● TASK GOAL: Every line below that holds the string "Application" should be copied out.
==== EXCERPTED DATA ====
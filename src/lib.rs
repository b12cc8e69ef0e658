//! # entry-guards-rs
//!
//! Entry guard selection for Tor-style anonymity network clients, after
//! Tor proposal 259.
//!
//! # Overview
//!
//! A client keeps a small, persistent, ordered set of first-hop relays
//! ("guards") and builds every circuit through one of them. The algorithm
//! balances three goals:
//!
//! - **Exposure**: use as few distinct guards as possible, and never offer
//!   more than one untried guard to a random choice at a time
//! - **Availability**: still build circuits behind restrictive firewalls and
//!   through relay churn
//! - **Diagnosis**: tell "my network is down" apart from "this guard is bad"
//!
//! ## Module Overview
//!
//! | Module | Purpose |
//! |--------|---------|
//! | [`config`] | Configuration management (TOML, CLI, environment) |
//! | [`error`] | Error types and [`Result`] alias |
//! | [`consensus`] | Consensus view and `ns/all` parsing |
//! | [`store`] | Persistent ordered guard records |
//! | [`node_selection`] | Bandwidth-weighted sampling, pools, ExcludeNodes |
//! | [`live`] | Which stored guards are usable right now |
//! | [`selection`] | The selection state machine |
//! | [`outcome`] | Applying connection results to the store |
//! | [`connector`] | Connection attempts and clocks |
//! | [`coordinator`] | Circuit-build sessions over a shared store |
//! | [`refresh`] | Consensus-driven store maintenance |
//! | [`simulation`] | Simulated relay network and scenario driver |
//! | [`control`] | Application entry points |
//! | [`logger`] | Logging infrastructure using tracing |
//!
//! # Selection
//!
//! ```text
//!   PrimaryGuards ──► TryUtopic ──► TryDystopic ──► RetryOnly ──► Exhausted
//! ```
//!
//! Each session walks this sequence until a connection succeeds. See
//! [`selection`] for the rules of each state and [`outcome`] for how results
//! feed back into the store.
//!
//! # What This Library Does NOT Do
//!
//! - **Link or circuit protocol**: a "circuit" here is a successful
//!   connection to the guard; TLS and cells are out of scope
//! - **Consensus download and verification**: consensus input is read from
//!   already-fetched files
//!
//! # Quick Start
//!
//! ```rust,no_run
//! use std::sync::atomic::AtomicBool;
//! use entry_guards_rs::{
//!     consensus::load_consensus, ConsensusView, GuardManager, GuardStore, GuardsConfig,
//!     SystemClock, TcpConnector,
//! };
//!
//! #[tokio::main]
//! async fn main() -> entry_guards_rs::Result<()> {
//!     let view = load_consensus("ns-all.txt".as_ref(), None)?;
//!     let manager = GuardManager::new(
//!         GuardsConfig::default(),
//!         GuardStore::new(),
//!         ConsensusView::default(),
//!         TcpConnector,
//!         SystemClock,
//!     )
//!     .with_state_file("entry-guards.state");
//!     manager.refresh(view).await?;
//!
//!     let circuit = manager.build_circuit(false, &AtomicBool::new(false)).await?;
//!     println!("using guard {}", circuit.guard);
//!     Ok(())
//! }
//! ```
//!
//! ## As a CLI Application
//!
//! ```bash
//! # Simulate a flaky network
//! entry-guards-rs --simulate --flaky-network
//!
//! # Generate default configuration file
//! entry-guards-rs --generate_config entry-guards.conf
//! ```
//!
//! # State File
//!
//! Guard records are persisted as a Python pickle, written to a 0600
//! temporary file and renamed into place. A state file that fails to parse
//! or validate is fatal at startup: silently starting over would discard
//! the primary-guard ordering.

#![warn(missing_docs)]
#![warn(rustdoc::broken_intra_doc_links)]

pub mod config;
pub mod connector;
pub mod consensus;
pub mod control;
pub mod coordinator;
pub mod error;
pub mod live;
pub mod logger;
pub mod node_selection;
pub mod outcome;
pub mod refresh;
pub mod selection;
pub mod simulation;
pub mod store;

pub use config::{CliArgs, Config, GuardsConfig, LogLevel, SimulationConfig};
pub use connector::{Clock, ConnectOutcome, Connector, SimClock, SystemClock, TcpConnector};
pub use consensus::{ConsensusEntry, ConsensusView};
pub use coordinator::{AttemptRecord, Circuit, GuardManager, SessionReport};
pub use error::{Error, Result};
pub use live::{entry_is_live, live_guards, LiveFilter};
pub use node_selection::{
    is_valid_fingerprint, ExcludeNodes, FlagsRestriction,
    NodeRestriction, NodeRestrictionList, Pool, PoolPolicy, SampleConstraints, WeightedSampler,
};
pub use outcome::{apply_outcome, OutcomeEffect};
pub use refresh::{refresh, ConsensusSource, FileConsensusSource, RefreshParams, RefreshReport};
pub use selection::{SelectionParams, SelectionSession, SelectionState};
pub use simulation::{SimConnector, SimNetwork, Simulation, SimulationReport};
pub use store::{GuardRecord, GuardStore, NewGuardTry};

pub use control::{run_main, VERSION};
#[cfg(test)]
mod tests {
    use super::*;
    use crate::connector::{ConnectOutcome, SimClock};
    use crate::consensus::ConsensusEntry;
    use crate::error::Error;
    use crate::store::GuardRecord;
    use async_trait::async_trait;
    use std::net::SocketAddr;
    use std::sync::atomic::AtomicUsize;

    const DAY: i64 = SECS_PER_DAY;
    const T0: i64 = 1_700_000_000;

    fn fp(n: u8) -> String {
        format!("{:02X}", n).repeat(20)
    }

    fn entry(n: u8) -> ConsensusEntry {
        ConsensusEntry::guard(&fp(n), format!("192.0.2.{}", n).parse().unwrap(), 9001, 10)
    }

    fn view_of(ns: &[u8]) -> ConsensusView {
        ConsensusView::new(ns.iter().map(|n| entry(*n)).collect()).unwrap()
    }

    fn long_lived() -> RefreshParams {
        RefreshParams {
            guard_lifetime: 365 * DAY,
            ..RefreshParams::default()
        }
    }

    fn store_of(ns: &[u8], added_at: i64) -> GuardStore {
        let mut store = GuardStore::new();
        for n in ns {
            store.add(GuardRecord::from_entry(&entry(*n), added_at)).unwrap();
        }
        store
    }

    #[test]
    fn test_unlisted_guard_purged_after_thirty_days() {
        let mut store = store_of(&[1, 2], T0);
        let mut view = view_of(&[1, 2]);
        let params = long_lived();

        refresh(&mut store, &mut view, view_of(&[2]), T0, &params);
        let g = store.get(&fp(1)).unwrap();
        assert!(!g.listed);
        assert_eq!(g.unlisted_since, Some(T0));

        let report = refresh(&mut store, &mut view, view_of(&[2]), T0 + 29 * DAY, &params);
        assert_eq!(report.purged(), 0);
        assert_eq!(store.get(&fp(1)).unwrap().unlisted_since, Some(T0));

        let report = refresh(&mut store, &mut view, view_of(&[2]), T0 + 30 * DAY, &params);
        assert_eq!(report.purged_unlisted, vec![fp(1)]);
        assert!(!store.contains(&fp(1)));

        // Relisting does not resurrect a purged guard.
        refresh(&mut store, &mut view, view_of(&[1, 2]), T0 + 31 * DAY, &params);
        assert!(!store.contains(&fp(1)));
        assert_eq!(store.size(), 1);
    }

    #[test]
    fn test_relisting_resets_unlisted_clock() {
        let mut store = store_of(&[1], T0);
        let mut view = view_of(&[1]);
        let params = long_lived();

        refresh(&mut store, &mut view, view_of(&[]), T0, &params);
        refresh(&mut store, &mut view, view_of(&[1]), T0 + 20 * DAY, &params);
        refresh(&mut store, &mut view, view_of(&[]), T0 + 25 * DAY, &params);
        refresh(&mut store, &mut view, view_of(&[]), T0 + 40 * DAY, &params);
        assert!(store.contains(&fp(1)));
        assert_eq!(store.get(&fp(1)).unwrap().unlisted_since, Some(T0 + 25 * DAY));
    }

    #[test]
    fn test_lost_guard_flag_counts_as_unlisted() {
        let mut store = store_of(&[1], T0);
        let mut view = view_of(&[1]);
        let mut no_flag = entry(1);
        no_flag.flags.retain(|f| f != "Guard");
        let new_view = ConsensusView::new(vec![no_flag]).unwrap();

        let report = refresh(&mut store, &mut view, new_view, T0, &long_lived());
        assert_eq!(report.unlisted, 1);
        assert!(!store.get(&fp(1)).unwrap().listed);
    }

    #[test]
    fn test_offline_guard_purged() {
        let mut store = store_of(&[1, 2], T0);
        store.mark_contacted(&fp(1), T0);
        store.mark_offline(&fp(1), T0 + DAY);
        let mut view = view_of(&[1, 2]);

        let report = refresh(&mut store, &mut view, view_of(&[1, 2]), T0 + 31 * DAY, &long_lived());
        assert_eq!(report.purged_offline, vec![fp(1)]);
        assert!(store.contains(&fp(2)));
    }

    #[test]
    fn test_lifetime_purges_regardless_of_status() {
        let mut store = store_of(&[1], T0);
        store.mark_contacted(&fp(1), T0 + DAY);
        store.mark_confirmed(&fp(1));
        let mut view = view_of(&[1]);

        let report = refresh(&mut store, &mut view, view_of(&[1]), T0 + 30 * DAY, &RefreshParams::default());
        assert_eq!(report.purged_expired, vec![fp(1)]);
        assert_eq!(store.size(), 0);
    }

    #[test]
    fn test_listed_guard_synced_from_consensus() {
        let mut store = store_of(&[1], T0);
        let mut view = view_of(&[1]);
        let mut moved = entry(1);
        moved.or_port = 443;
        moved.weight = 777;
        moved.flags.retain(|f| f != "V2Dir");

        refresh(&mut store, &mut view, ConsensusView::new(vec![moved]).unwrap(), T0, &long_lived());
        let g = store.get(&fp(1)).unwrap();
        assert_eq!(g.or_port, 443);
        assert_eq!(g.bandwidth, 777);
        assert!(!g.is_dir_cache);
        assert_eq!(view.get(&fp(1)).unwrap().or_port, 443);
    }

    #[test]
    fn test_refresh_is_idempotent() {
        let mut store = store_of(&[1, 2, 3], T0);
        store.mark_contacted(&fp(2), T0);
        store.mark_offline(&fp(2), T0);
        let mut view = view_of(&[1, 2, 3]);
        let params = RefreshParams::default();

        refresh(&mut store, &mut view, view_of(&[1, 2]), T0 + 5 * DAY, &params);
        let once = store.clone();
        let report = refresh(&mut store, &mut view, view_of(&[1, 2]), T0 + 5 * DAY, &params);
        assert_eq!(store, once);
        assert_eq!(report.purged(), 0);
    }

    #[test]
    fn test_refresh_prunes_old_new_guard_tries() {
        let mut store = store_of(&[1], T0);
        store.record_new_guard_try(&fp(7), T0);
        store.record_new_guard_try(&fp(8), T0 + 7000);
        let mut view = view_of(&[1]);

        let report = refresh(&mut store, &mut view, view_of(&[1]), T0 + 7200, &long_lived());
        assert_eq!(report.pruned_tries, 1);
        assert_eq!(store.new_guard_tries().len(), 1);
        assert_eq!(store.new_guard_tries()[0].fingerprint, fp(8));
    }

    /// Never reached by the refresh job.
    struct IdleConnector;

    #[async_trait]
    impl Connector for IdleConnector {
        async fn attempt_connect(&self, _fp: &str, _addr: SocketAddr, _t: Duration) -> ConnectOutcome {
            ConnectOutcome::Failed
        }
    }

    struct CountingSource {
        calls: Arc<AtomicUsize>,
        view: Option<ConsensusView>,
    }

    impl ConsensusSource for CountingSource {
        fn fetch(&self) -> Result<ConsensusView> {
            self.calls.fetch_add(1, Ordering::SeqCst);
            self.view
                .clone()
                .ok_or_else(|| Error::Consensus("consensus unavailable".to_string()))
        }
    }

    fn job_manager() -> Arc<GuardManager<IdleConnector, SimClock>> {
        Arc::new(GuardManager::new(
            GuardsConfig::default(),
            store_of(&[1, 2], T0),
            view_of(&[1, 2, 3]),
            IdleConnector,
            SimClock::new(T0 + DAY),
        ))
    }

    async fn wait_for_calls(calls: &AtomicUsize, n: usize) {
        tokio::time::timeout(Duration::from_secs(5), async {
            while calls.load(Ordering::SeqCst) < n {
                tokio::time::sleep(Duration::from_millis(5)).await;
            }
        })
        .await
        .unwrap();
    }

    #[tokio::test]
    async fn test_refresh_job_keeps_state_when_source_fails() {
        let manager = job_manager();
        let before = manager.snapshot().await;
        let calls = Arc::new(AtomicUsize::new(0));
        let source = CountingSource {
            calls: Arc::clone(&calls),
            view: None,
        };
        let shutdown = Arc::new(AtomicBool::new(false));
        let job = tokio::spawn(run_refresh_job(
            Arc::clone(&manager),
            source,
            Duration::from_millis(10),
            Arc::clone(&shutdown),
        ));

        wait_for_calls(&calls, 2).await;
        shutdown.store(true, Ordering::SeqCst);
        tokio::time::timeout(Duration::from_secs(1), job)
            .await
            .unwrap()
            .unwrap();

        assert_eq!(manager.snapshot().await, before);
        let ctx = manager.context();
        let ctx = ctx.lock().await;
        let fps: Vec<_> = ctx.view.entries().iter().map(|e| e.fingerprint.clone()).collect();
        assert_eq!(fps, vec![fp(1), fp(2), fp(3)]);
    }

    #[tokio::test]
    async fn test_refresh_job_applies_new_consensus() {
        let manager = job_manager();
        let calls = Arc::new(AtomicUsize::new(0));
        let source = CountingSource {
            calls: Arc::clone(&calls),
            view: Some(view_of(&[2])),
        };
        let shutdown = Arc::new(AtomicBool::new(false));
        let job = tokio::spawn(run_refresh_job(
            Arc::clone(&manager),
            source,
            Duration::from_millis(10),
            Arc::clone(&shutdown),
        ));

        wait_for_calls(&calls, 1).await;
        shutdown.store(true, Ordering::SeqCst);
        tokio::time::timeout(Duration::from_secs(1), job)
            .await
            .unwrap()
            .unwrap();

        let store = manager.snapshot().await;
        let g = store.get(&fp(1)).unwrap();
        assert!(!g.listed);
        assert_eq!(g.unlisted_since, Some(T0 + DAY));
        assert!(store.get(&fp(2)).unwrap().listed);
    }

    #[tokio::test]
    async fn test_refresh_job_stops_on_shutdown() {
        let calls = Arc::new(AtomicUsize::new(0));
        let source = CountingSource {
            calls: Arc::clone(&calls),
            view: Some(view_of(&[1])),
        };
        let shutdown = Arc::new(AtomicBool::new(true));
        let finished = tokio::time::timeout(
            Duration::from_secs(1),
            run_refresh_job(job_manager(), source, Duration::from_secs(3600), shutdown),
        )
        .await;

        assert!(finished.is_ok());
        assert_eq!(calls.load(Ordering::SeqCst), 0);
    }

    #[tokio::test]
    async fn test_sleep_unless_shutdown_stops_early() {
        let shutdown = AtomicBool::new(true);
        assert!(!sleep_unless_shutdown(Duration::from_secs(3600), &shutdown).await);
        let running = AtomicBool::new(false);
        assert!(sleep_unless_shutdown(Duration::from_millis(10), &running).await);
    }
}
====
● EXPECTED ANSWER:
//! | [`control`] | Application entry points |
//! ## As a CLI Application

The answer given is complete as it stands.